• **Description of the task**
Below are the records; copy exactly the stretch from the line containing "pub mod schema;" through the line containing "filename src/main.rs", both ends included, and nothing else.

※

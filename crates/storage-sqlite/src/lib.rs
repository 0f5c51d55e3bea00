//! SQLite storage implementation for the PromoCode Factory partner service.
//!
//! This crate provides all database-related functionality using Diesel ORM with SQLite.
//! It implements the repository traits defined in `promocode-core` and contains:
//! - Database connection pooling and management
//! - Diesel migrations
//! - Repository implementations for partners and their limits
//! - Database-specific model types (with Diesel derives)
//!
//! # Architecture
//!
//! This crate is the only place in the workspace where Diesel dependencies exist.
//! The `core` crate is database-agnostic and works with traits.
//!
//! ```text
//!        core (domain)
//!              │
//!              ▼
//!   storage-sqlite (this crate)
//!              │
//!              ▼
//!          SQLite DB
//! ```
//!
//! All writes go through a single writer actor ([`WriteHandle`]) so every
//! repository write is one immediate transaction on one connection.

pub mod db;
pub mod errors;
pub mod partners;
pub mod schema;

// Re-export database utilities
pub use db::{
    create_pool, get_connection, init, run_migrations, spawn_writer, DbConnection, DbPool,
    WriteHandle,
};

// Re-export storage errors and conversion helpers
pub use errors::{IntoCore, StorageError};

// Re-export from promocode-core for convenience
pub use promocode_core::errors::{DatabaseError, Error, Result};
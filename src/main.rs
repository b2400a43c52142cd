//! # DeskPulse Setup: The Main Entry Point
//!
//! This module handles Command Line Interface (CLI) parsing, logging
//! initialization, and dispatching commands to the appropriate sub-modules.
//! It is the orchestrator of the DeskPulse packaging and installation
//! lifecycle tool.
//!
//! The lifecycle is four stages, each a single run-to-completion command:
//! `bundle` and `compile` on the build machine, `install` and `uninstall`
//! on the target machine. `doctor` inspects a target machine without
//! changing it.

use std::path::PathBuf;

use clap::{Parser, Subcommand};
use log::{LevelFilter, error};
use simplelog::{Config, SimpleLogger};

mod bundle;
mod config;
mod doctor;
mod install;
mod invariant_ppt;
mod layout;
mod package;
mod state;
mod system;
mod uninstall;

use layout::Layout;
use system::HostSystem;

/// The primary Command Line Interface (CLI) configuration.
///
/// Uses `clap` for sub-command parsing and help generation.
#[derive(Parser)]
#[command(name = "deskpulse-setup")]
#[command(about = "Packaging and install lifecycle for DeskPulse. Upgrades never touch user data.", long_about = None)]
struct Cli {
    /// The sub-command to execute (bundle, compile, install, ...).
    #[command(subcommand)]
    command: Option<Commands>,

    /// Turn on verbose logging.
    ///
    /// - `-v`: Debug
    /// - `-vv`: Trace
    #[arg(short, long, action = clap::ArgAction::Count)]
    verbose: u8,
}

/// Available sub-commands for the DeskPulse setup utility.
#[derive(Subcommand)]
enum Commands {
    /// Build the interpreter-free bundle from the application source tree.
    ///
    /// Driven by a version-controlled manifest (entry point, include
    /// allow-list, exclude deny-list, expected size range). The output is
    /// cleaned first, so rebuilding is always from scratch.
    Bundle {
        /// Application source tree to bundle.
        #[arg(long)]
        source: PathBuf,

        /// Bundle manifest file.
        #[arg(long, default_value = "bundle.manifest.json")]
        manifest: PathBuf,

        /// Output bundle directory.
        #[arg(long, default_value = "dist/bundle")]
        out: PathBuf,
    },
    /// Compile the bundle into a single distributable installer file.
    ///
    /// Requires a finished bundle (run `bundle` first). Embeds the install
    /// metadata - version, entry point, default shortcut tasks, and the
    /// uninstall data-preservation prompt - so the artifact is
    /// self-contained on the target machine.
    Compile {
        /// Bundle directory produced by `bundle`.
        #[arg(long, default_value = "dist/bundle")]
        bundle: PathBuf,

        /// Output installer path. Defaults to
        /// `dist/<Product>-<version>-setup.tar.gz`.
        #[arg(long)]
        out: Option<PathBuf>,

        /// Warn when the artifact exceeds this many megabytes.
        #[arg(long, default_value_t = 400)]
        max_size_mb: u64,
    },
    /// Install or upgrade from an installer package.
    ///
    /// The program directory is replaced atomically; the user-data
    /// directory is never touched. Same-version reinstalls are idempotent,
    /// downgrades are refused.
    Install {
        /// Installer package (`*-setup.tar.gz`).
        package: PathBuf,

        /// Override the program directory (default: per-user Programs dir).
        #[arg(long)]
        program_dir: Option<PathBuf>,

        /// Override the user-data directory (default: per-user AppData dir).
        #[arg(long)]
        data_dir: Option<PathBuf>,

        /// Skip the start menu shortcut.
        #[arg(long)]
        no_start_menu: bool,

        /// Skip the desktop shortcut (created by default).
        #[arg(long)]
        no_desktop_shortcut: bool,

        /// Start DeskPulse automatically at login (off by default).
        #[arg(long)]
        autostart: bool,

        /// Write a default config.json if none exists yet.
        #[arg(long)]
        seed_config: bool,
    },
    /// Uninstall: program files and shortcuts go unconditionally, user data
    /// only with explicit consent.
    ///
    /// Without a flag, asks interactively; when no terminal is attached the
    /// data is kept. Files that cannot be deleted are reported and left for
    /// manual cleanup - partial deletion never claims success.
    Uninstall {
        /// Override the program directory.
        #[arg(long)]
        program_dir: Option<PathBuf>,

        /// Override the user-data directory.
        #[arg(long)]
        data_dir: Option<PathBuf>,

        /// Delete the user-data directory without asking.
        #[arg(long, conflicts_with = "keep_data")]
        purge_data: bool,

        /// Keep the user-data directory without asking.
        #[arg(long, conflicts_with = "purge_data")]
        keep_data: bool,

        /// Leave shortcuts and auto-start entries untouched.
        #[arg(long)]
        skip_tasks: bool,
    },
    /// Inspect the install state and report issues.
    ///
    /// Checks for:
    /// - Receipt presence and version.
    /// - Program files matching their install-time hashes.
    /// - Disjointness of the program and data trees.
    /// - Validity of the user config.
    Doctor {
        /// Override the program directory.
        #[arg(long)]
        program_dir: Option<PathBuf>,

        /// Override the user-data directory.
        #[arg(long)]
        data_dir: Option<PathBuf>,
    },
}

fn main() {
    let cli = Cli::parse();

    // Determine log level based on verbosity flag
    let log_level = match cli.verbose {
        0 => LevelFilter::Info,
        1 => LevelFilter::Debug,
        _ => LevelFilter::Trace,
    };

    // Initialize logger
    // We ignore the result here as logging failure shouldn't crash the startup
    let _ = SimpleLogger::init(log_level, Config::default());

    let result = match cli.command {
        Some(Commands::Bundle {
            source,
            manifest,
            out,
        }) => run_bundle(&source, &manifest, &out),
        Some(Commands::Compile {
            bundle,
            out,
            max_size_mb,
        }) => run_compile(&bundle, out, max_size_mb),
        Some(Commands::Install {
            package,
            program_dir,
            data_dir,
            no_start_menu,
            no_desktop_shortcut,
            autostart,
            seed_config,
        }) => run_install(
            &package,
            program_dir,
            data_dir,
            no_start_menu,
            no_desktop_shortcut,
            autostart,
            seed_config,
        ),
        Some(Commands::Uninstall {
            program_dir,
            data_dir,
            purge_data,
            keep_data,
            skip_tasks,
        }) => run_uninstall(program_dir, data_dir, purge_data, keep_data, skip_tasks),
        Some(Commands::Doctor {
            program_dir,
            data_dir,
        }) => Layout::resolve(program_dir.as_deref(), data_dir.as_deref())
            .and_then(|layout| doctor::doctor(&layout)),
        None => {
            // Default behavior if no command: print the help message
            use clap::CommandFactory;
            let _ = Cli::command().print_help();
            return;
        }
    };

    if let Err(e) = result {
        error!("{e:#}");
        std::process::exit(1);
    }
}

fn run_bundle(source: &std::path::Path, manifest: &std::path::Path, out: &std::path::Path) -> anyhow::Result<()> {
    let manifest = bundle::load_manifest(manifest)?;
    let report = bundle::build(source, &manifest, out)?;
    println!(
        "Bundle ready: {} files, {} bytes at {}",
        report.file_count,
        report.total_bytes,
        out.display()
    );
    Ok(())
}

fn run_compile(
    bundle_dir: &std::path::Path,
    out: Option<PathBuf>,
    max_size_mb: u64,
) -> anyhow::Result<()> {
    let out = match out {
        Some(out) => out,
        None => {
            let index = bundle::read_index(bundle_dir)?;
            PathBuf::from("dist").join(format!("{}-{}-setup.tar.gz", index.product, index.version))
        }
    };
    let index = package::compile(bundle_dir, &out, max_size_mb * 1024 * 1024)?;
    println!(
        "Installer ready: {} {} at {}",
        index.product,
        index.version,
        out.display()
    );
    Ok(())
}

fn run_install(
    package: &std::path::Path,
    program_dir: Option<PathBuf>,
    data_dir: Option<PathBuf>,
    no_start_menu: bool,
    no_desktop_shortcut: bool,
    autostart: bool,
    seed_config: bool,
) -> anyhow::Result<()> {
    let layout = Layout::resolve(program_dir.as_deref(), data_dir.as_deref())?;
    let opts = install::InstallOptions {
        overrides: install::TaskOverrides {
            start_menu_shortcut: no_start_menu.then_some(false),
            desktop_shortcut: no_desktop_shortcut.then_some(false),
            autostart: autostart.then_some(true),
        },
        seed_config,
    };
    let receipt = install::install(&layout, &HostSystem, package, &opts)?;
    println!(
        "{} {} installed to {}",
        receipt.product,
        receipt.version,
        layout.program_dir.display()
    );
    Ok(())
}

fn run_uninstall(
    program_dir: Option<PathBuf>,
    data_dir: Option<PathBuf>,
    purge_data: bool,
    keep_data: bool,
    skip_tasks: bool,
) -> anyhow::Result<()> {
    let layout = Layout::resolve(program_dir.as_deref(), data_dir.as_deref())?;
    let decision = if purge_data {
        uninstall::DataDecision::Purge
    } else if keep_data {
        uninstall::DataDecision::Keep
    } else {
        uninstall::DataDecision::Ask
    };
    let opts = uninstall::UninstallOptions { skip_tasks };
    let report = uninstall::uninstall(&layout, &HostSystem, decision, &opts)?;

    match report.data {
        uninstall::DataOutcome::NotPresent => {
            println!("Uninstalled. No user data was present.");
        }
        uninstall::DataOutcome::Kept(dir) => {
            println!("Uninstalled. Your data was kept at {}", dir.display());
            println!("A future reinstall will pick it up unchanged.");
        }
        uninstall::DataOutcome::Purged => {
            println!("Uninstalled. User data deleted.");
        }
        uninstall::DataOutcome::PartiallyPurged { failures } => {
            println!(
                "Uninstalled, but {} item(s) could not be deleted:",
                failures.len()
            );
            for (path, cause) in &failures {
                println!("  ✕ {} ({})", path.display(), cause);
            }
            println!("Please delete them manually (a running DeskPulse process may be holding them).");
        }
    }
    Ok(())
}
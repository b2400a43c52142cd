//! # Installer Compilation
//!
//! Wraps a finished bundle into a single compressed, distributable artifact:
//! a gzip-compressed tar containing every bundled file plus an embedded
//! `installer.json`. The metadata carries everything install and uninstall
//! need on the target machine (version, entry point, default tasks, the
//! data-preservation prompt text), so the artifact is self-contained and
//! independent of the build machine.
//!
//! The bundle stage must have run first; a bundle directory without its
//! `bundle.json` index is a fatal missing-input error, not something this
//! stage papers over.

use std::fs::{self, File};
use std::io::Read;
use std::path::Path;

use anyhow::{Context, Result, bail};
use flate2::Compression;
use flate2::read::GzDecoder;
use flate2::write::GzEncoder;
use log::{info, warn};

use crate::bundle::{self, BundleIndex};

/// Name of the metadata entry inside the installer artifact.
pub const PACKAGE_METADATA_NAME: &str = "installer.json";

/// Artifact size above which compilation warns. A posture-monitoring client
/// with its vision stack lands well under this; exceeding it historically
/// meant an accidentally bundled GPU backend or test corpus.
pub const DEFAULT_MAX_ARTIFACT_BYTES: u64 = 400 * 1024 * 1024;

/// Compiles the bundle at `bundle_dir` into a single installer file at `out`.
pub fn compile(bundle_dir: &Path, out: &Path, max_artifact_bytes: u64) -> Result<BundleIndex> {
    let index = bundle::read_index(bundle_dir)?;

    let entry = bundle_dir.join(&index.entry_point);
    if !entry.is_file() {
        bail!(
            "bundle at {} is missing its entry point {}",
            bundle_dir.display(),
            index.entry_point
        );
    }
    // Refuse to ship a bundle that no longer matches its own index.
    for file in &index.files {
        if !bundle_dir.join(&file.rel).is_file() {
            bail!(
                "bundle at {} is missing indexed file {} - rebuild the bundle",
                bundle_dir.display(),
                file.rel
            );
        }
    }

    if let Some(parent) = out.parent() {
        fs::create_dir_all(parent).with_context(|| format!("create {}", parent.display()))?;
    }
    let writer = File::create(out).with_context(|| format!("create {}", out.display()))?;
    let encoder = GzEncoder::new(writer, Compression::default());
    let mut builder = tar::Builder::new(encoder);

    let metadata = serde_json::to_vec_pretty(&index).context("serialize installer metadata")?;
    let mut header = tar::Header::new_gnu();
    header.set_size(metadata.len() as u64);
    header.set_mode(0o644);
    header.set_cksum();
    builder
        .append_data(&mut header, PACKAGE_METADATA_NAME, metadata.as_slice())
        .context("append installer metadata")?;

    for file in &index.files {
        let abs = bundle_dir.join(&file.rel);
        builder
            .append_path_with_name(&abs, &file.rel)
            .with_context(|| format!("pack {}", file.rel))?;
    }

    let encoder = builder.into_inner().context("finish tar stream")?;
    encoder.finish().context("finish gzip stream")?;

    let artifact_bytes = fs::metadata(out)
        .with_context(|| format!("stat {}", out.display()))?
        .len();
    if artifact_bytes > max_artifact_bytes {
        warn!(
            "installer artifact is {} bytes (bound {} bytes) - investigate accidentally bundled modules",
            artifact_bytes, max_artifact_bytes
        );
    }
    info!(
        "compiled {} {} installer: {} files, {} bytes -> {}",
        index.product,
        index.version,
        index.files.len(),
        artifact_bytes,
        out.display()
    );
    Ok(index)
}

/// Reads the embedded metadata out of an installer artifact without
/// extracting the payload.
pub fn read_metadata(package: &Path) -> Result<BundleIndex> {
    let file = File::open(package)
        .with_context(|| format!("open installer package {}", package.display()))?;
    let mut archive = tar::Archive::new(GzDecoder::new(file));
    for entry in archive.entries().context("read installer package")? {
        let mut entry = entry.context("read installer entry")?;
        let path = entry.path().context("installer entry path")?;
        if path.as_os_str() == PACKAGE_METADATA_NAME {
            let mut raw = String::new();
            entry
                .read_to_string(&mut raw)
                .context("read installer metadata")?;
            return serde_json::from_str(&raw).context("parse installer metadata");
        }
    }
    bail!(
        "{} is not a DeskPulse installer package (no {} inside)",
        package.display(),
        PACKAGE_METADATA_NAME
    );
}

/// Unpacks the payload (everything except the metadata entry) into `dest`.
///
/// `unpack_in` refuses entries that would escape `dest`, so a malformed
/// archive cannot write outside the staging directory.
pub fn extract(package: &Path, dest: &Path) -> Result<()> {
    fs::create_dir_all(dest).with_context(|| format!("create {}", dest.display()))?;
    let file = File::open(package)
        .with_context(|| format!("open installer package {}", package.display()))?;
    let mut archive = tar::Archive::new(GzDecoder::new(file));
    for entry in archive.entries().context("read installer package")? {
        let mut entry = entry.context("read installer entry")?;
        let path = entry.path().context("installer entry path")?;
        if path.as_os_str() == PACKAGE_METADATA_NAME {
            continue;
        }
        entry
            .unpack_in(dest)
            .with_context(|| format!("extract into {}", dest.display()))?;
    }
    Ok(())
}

※

• **Reply to the exercise**
pub mod schema;

// Re-export database utilities
pub use db::{
    create_pool, get_connection, init, run_migrations, spawn_writer, DbConnection, DbPool,
    WriteHandle,
};

// Re-export storage errors and conversion helpers
pub use errors::{IntoCore, StorageError};

// Re-export from promocode-core for convenience
pub use promocode_core::errors::{DatabaseError, Error, Result};
filename src/main.rs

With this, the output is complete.